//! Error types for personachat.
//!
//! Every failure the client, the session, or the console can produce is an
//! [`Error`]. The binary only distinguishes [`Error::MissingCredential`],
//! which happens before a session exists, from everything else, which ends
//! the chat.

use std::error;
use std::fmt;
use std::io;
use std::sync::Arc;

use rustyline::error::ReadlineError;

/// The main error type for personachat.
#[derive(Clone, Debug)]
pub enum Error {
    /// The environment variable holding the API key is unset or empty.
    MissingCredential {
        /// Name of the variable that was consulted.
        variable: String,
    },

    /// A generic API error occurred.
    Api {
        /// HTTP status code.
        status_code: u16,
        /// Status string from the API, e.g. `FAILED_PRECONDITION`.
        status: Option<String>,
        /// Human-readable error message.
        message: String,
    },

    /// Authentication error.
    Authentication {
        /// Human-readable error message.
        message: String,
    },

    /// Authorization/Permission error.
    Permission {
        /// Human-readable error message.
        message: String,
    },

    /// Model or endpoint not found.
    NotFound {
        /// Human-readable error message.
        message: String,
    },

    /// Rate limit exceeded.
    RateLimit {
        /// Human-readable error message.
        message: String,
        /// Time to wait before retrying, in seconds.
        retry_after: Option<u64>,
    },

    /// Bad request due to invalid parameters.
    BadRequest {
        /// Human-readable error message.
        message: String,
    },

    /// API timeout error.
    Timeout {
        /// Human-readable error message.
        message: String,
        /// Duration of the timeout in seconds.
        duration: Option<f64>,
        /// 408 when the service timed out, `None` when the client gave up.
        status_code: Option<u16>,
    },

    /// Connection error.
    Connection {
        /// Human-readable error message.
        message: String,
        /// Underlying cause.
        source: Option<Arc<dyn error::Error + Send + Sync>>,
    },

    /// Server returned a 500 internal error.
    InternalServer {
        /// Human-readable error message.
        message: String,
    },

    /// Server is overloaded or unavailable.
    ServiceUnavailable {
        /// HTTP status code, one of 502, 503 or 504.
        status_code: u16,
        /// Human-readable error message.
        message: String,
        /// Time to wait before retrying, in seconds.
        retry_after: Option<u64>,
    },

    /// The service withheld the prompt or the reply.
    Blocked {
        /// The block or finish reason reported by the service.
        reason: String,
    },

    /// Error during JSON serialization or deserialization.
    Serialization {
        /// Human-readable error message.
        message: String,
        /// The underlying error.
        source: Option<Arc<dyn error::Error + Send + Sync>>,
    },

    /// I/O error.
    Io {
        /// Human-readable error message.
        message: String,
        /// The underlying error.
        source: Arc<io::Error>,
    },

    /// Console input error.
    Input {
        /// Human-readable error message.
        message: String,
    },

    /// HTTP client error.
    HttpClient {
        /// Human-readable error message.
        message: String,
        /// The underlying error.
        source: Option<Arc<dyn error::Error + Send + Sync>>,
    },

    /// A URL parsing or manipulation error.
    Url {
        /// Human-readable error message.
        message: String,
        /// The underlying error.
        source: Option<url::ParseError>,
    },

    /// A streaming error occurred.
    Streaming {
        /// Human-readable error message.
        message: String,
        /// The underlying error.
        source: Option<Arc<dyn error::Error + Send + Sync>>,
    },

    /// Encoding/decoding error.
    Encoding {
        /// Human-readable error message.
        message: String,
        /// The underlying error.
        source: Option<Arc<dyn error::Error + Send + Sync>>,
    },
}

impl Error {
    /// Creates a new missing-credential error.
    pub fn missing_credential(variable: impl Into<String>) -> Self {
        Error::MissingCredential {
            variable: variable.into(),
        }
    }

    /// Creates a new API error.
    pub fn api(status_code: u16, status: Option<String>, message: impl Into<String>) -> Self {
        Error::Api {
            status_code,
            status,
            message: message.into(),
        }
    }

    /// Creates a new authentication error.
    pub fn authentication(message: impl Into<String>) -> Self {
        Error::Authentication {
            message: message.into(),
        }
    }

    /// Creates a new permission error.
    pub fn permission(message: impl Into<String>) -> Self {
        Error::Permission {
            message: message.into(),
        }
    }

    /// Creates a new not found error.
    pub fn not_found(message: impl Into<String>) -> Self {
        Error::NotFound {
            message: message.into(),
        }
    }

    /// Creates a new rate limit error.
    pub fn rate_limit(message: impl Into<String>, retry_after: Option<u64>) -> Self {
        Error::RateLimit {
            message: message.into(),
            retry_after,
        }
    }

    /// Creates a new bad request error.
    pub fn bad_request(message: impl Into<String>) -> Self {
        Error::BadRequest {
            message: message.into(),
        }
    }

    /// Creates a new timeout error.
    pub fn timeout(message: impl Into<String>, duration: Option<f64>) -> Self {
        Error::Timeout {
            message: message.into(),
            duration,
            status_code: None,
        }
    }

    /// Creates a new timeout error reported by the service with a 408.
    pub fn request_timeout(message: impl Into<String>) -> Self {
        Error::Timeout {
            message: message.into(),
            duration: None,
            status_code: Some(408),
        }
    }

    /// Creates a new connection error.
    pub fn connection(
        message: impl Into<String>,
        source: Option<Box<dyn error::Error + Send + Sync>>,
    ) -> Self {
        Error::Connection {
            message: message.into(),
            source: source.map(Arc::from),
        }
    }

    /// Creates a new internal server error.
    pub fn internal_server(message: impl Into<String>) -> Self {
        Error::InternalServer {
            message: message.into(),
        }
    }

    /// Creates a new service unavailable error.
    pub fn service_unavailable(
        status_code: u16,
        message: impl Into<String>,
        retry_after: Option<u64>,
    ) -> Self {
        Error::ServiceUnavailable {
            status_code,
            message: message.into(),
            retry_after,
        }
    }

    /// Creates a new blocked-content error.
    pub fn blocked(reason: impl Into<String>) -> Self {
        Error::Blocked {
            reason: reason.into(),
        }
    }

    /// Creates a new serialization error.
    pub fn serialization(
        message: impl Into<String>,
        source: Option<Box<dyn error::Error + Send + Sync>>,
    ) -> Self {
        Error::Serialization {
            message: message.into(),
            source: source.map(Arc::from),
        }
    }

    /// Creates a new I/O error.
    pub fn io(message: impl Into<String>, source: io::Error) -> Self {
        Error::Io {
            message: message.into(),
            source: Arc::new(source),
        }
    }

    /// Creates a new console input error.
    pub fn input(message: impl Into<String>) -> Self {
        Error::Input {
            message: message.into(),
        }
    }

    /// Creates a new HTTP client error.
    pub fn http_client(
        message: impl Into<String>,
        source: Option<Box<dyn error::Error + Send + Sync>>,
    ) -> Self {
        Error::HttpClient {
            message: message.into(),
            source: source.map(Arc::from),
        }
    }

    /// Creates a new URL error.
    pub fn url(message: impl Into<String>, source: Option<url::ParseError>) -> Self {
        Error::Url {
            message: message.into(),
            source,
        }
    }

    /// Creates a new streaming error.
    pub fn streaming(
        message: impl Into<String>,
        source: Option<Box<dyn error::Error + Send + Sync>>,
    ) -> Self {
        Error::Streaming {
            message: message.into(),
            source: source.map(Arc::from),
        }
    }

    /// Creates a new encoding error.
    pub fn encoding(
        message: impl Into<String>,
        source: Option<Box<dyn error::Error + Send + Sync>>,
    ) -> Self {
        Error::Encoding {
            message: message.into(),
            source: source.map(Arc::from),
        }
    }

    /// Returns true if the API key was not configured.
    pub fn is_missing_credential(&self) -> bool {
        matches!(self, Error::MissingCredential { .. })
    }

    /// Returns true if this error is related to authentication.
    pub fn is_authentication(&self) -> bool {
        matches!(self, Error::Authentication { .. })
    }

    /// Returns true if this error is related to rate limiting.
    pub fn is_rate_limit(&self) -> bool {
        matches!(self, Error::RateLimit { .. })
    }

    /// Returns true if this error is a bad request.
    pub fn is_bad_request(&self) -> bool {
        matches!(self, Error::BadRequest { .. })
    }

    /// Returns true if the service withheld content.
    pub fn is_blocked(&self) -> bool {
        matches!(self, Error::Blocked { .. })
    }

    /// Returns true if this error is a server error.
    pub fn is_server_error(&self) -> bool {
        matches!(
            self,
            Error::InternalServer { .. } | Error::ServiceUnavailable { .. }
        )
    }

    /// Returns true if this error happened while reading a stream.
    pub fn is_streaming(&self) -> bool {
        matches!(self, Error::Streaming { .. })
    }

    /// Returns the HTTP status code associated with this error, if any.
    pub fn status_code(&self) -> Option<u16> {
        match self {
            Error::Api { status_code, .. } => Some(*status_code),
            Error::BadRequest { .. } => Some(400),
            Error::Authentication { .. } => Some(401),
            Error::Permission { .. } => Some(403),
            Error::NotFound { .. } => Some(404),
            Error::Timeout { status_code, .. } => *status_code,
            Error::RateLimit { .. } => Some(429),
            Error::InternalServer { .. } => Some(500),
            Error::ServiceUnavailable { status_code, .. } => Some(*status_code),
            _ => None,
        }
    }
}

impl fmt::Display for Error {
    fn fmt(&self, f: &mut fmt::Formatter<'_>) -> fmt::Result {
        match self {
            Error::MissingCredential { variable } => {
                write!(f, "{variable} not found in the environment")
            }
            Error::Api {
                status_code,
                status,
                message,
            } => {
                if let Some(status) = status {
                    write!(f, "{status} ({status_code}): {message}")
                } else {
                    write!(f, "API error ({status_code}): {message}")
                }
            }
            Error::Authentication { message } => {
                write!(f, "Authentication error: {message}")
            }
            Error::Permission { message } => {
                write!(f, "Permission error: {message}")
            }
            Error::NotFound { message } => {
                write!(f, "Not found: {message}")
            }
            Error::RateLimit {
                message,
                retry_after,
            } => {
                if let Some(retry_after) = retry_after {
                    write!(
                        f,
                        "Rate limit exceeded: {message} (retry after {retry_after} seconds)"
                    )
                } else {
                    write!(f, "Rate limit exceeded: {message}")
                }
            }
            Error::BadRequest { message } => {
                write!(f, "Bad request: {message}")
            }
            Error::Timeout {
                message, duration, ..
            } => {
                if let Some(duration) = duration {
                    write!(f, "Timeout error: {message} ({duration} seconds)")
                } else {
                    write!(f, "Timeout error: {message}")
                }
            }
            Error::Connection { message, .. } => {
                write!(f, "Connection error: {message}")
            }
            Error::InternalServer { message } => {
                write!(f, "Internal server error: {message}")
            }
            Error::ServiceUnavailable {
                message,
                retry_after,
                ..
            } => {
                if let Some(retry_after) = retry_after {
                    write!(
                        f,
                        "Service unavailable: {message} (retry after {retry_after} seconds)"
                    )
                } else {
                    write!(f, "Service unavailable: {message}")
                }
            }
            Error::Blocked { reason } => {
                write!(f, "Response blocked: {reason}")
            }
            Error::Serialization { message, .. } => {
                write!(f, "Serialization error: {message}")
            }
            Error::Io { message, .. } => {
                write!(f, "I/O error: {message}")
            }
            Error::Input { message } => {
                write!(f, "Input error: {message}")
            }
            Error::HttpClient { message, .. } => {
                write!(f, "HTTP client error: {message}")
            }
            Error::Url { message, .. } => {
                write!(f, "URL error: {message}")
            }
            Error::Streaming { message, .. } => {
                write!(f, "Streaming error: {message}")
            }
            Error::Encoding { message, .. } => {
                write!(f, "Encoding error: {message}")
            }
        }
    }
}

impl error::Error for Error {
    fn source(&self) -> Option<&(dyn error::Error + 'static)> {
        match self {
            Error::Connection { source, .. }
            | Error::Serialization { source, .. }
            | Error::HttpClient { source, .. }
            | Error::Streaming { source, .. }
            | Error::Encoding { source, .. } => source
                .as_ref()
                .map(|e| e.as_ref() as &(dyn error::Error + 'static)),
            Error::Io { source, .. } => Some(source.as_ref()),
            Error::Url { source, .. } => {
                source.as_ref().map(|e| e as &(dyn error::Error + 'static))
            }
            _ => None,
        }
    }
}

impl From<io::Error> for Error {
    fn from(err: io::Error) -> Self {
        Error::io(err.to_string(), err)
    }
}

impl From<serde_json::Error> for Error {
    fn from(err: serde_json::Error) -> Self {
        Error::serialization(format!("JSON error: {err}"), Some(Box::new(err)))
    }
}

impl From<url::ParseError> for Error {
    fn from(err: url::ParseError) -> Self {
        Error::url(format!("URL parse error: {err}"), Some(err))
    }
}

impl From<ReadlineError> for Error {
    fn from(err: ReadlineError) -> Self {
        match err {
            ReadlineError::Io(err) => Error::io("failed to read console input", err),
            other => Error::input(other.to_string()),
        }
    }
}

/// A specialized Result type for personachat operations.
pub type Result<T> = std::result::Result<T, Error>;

◆ **What the task requires**: Check every line of the entries above, and copy those that carry the string "MissingCredential".

◆ **Result below**:
//! [`Error`]. The binary only distinguishes [`Error::MissingCredential`],
    MissingCredential {
        Error::MissingCredential {
        matches!(self, Error::MissingCredential { .. })
            Error::MissingCredential { variable } => {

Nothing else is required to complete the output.